What would you say in your experience are the responsibilities of a QA/Test Lead?
Of course, this can vary from company to company but have you seen any common responsibilities? Or ones that weren’t common but that you think should be?
What would you say in your experience are the responsibilities of a QA/Test Lead?
Of course, this can vary from company to company but have you seen any common responsibilities? Or ones that weren’t common but that you think should be?
currently I’m experimenting with a new title of Test Advisor – with these tasks:
is that similar to QA/test lead - or is that more a principal tester?
Interesting @jesper ! Keep it up
Greetings!
As a Test Lead, I was assigned to a project for the project’s duration. I was responsible for the Test Strategy (completed before work started, included manual and automated test approaches), work assignments to Testers on the project team, and tester’s work product review.
During any one week during project execution, there were meetings with the Project Manager (Dev Lead, Test Lead, business representation), meetings with Tester’s managers (periodic feedback on Tester’s work and suggestions for opportunities), and reporting.
As a Test Lead, I was in a position to advocate for testability, help support career goals of Tester’s, and help give testing a voice throughout product development.
I think this is similar to @jesper 's first two bullets.
Joe
A colleague of mine had a good talk on the topic where he discussed the four different places where he had the “Test lead” title and discussed the difference between them.
It ranged from “Test Project Manager” to I’m the only tester in the team so I do the testing.
My first question that pops into my head when someone says they are a test lead are: Do you lead the testing or the testers?
As to the responsibilities to me the exists roughly in 3 different categories.
When I have had the title most of it have been related to 1 and then the testers have done 2 and a third party have typically done 3. When I did 3 I had the title of Test Coordinator or Test Analyst.
With the cross-functional teams and embedded testers roles like what Jesper talks about have started to pop up. Like Test Coach, Quality Coach, Test Advisor. Which seems to dabble in both the strategic and tactical side, but as a teaching / coaching function rather than executing function. To me this is a good thing. Because what was lost in the autonomous teams world was the strategic part. But since you still want the team to take responsibility and be accountable. You don’t want the original test manager / test lead. Which by nature took a large part of the responsibility too. Instead you have the advisor that help the team with complex strategic and tactical questions, while letting them be responsible for their own work.
Finally to actually answer the question. To me the common responsibilities of a Test Lead is to be responsible for the tactical part of the testing, i.e. dispatching work, planning in time, ensure capacity as well as being the single point of contact or " single wringable neck" as it turns out to be more often than not
turns out there’s a book about it
(not testing roles as such, but I can see the similarities)

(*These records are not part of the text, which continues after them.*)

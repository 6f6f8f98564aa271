//! Pinecone index client
//!
//! Talks to a managed Pinecone index over its REST API. Connection setup
//! resolves the data-plane host through the control plane and validates the
//! index dimension against the embedding model, so a misconfigured index
//! fails at startup with a clear diagnostic instead of per query.
//!
//! ref: https://docs.pinecone.io/reference/api

use std::time::Duration;

use async_trait::async_trait;
use serde::{Deserialize, Serialize};

use super::{ScoredRecord, VectorEntry, VectorIndex};
use crate::error::RagError;

const CONTROL_PLANE_URL: &str = "https://api.pinecone.io";
const REQUEST_TIMEOUT: Duration = Duration::from_secs(30);

// ============================================================================
// Wire Types
// ============================================================================

#[derive(Debug, Deserialize)]
struct DescribeIndexResponse {
    host: String,
    dimension: usize,
}

#[derive(Debug, Serialize)]
struct UpsertRequest {
    vectors: Vec<WireVector>,
}

#[derive(Debug, Serialize)]
struct WireVector {
    id: String,
    values: Vec<f32>,
    metadata: WireMetadata,
}

#[derive(Debug, Serialize, Deserialize)]
struct WireMetadata {
    text: String,
    source: String,
    #[serde(skip_serializing_if = "Option::is_none")]
    page: Option<f64>,
}

#[derive(Debug, Deserialize)]
struct UpsertResponse {
    #[serde(rename = "upsertedCount")]
    upserted_count: usize,
}

#[derive(Debug, Serialize)]
struct QueryRequest<'a> {
    vector: &'a [f32],
    #[serde(rename = "topK")]
    top_k: usize,
    #[serde(rename = "includeMetadata")]
    include_metadata: bool,
}

#[derive(Debug, Deserialize)]
struct QueryResponse {
    #[serde(default)]
    matches: Vec<QueryMatch>,
}

#[derive(Debug, Deserialize)]
struct QueryMatch {
    id: String,
    #[serde(default)]
    score: f32,
    metadata: Option<WireMetadata>,
}

// ============================================================================
// PineconeIndex
// ============================================================================

/// Client handle for one Pinecone index. Cheap to share; reqwest clients are
/// safe for concurrent use.
#[derive(Debug)]
pub struct PineconeIndex {
    client: reqwest::Client,
    host: String,
    api_key: String,
    index_name: String,
    dimension: usize,
}

impl PineconeIndex {
    /// Resolve the index host and validate its dimension. Fails fast when
    /// the index is missing or its dimension does not match the embedding
    /// model.
    pub async fn connect(
        api_key: &str,
        index_name: &str,
        expected_dimension: usize,
    ) -> Result<Self, RagError> {
        Self::connect_to(CONTROL_PLANE_URL, api_key, index_name, expected_dimension).await
    }

    /// `connect` against an explicit control-plane URL.
    pub async fn connect_to(
        control_plane: &str,
        api_key: &str,
        index_name: &str,
        expected_dimension: usize,
    ) -> Result<Self, RagError> {
        let client = reqwest::Client::builder()
            .timeout(REQUEST_TIMEOUT)
            .build()
            .map_err(|e| RagError::Index(format!("failed to create HTTP client: {e}")))?;

        let url = format!(
            "{}/indexes/{}",
            control_plane.trim_end_matches('/'),
            index_name
        );
        let response = client
            .get(&url)
            .header("Api-Key", api_key)
            .send()
            .await
            .map_err(|e| RagError::Index(format!("failed to reach Pinecone: {e}")))?;

        let status = response.status();
        if status.as_u16() == 404 {
            return Err(RagError::Config(format!(
                "Pinecone index '{index_name}' not found - create it before ingesting"
            )));
        }
        if !status.is_success() {
            let body = response.text().await.unwrap_or_default();
            return Err(RagError::Index(format!(
                "failed to describe index '{index_name}' ({status}): {body}"
            )));
        }

        let described: DescribeIndexResponse = response
            .json()
            .await
            .map_err(|e| RagError::Index(format!("failed to parse describe response: {e}")))?;

        if described.dimension != expected_dimension {
            return Err(RagError::Config(format!(
                "Pinecone index '{index_name}' has dimension {} but the embedding model \
                 produces {expected_dimension} - recreate the index with the matching dimension",
                described.dimension
            )));
        }

        tracing::info!(
            "Connected to Pinecone index '{}' (dimension {})",
            index_name,
            described.dimension
        );

        Ok(Self {
            client,
            host: normalize_host(&described.host),
            api_key: api_key.to_string(),
            index_name: index_name.to_string(),
            dimension: described.dimension,
        })
    }
}

/// The control plane reports the data-plane host without a scheme.
fn normalize_host(host: &str) -> String {
    if host.starts_with("http://") || host.starts_with("https://") {
        host.trim_end_matches('/').to_string()
    } else {
        format!("https://{host}")
    }
}

#[async_trait]
impl VectorIndex for PineconeIndex {
    async fn upsert(&self, entries: &[VectorEntry]) -> Result<usize, RagError> {
        if entries.is_empty() {
            return Ok(0);
        }

        let request = UpsertRequest {
            vectors: entries
                .iter()
                .map(|e| WireVector {
                    id: e.id.clone(),
                    values: e.embedding.clone(),
                    metadata: WireMetadata {
                        text: e.chunk_text.clone(),
                        source: e.source.clone(),
                        page: e.page.map(|p| p as f64),
                    },
                })
                .collect(),
        };

        let url = format!("{}/vectors/upsert", self.host);
        let response = self
            .client
            .post(&url)
            .header("Api-Key", &self.api_key)
            .json(&request)
            .send()
            .await
            .map_err(|e| RagError::Index(format!("upsert request failed: {e}")))?;

        let status = response.status();
        if !status.is_success() {
            let body = response.text().await.unwrap_or_default();
            return Err(RagError::Index(format!("upsert failed ({status}): {body}")));
        }

        let parsed: UpsertResponse = response
            .json()
            .await
            .map_err(|e| RagError::Index(format!("failed to parse upsert response: {e}")))?;

        // A short count would be a silent partial write; surface it.
        if parsed.upserted_count != entries.len() {
            return Err(RagError::Index(format!(
                "upsert wrote {} of {} records",
                parsed.upserted_count,
                entries.len()
            )));
        }

        Ok(parsed.upserted_count)
    }

    async fn query(&self, vector: &[f32], top_k: usize) -> Result<Vec<ScoredRecord>, RagError> {
        let request = QueryRequest {
            vector,
            top_k,
            include_metadata: true,
        };

        let url = format!("{}/query", self.host);
        let response = self
            .client
            .post(&url)
            .header("Api-Key", &self.api_key)
            .json(&request)
            .send()
            .await
            .map_err(|e| RagError::Index(format!("query request failed: {e}")))?;

        let status = response.status();
        if !status.is_success() {
            let body = response.text().await.unwrap_or_default();
            return Err(RagError::Index(format!("query failed ({status}): {body}")));
        }

        let parsed: QueryResponse = response
            .json()
            .await
            .map_err(|e| RagError::Index(format!("failed to parse query response: {e}")))?;

        let mut records: Vec<ScoredRecord> = parsed
            .matches
            .into_iter()
            .map(|m| {
                let metadata = m.metadata.unwrap_or(WireMetadata {
                    text: String::new(),
                    source: String::new(),
                    page: None,
                });
                ScoredRecord {
                    id: m.id,
                    score: m.score,
                    chunk_text: metadata.text,
                    source: metadata.source,
                    page: metadata.page.map(|p| p as usize),
                }
            })
            .collect();

        // Pinecone returns ranked matches; a stable sort keeps insertion
        // order for ties and guards against out-of-order responses.
        records.sort_by(|a, b| b.score.partial_cmp(&a.score).unwrap_or(std::cmp::Ordering::Equal));
        records.truncate(top_k);

        Ok(records)
    }

    fn dimension(&self) -> usize {
        self.dimension
    }

    fn name(&self) -> &str {
        &self.index_name
    }
}

// ============================================================================
// Tests
// ============================================================================

#[cfg(test)]
mod tests {
    use super::*;
    use wiremock::matchers::{body_partial_json, header, method, path};
    use wiremock::{Mock, MockServer, ResponseTemplate};

    const DIM: usize = 768;

    async fn mock_index(server: &MockServer) -> PineconeIndex {
        Mock::given(method("GET"))
            .and(path("/indexes/jarvis"))
            .and(header("Api-Key", "test-key"))
            .respond_with(ResponseTemplate::new(200).set_body_json(serde_json::json!({
                "name": "jarvis",
                "host": server.uri(),
                "dimension": DIM,
            })))
            .mount(server)
            .await;

        PineconeIndex::connect_to(&server.uri(), "test-key", "jarvis", DIM)
            .await
            .unwrap()
    }

    fn entry(id: &str, text: &str) -> VectorEntry {
        VectorEntry {
            id: id.into(),
            embedding: vec![0.1; DIM],
            chunk_text: text.into(),
            source: "facts.txt".into(),
            page: None,
        }
    }

    #[tokio::test]
    async fn connect_validates_dimension() {
        let server = MockServer::start().await;
        Mock::given(method("GET"))
            .and(path("/indexes/jarvis"))
            .respond_with(ResponseTemplate::new(200).set_body_json(serde_json::json!({
                "name": "jarvis",
                "host": server.uri(),
                "dimension": 1536,
            })))
            .mount(&server)
            .await;

        let err = PineconeIndex::connect_to(&server.uri(), "test-key", "jarvis", DIM)
            .await
            .unwrap_err();
        assert!(matches!(err, RagError::Config(_)));
        assert!(err.to_string().contains("1536"));
    }

    #[tokio::test]
    async fn connect_missing_index_is_config_error() {
        let server = MockServer::start().await;
        Mock::given(method("GET"))
            .and(path("/indexes/missing"))
            .respond_with(ResponseTemplate::new(404))
            .mount(&server)
            .await;

        let err = PineconeIndex::connect_to(&server.uri(), "test-key", "missing", DIM)
            .await
            .unwrap_err();
        assert!(err.is_fatal());
        assert!(err.to_string().contains("missing"));
    }

    #[tokio::test]
    async fn upsert_reports_count() {
        let server = MockServer::start().await;
        let index = mock_index(&server).await;

        Mock::given(method("POST"))
            .and(path("/vectors/upsert"))
            .and(header("Api-Key", "test-key"))
            .respond_with(ResponseTemplate::new(200).set_body_json(serde_json::json!({
                "upsertedCount": 2
            })))
            .mount(&server)
            .await;

        let count = index
            .upsert(&[entry("a", "one"), entry("b", "two")])
            .await
            .unwrap();
        assert_eq!(count, 2);
    }

    #[tokio::test]
    async fn upsert_detects_partial_write() {
        let server = MockServer::start().await;
        let index = mock_index(&server).await;

        Mock::given(method("POST"))
            .and(path("/vectors/upsert"))
            .respond_with(ResponseTemplate::new(200).set_body_json(serde_json::json!({
                "upsertedCount": 1
            })))
            .mount(&server)
            .await;

        let err = index
            .upsert(&[entry("a", "one"), entry("b", "two")])
            .await
            .unwrap_err();
        assert!(err.to_string().contains("1 of 2"));
    }

    #[tokio::test]
    async fn upsert_empty_batch_makes_no_call() {
        let server = MockServer::start().await;
        let index = mock_index(&server).await;
        assert_eq!(index.upsert(&[]).await.unwrap(), 0);
    }

    #[tokio::test]
    async fn query_orders_and_bounds_results() {
        let server = MockServer::start().await;
        let index = mock_index(&server).await;

        Mock::given(method("POST"))
            .and(path("/query"))
            .and(body_partial_json(serde_json::json!({"topK": 2, "includeMetadata": true})))
            .respond_with(ResponseTemplate::new(200).set_body_json(serde_json::json!({
                "matches": [
                    {"id": "low", "score": 0.42,
                     "metadata": {"text": "grass is green", "source": "facts.txt"}},
                    {"id": "high", "score": 0.97,
                     "metadata": {"text": "sky is blue", "source": "facts.txt", "page": 1.0}},
                ]
            })))
            .mount(&server)
            .await;

        let records = index.query(&vec![0.1; DIM], 2).await.unwrap();
        assert_eq!(records.len(), 2);
        assert_eq!(records[0].id, "high");
        assert_eq!(records[0].chunk_text, "sky is blue");
        assert_eq!(records[0].page, Some(1));
        assert!(records[0].score >= records[1].score);
    }

    #[tokio::test]
    async fn query_empty_index_returns_no_records() {
        let server = MockServer::start().await;
        let index = mock_index(&server).await;

        Mock::given(method("POST"))
            .and(path("/query"))
            .respond_with(ResponseTemplate::new(200).set_body_json(serde_json::json!({
                "matches": []
            })))
            .mount(&server)
            .await;

        let records = index.query(&vec![0.1; DIM], 2).await.unwrap();
        assert!(records.is_empty());
    }

    #[test]
    fn normalize_host_adds_scheme() {
        assert_eq!(
            normalize_host("jarvis-abc.svc.us-east-1.pinecone.io"),
            "https://jarvis-abc.svc.us-east-1.pinecone.io"
        );
        assert_eq!(normalize_host("http://localhost:9000/"), "http://localhost:9000");
    }
}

At Metaswitch, I’m a Lead Test Engineer - this means I am responsible for both developing test strategy, but also executing on it. I don’t currently have any line management responsibilities, but I am expected to support, coach and mentor other testers. I am also extremely active within the test community in the business, being part of the test leadership group, testing guild, and organising internal events such as our Guild of testing conference.
As we transition to Microsoft, I expect this role to continue and evolve in new and different ways. It should be exciting and challenging.
My preferable choice is agile methodology and there are many firms offering agile testing services.
If you are a QA Team Lead then here are some responsibilities :
As QA Lead, way i have tried to tackle is as such:
a lot of the spirit is (a) reducing risk (especially can look at more higher level items) (b) reducing friction (seeing ways that can make day to day and overall team as whole function more efficiently) (c) providing overview and input when needed (d) teaching and promoting a qa mindset in team as whole (the all of team including devs, bas, etc can adopt a qa mindset and techniques, just means more eyes and minds thinking in this way, allows for sort of crowd sourcing and development from end to end with QA in mind, not just pinned to the “qa” members).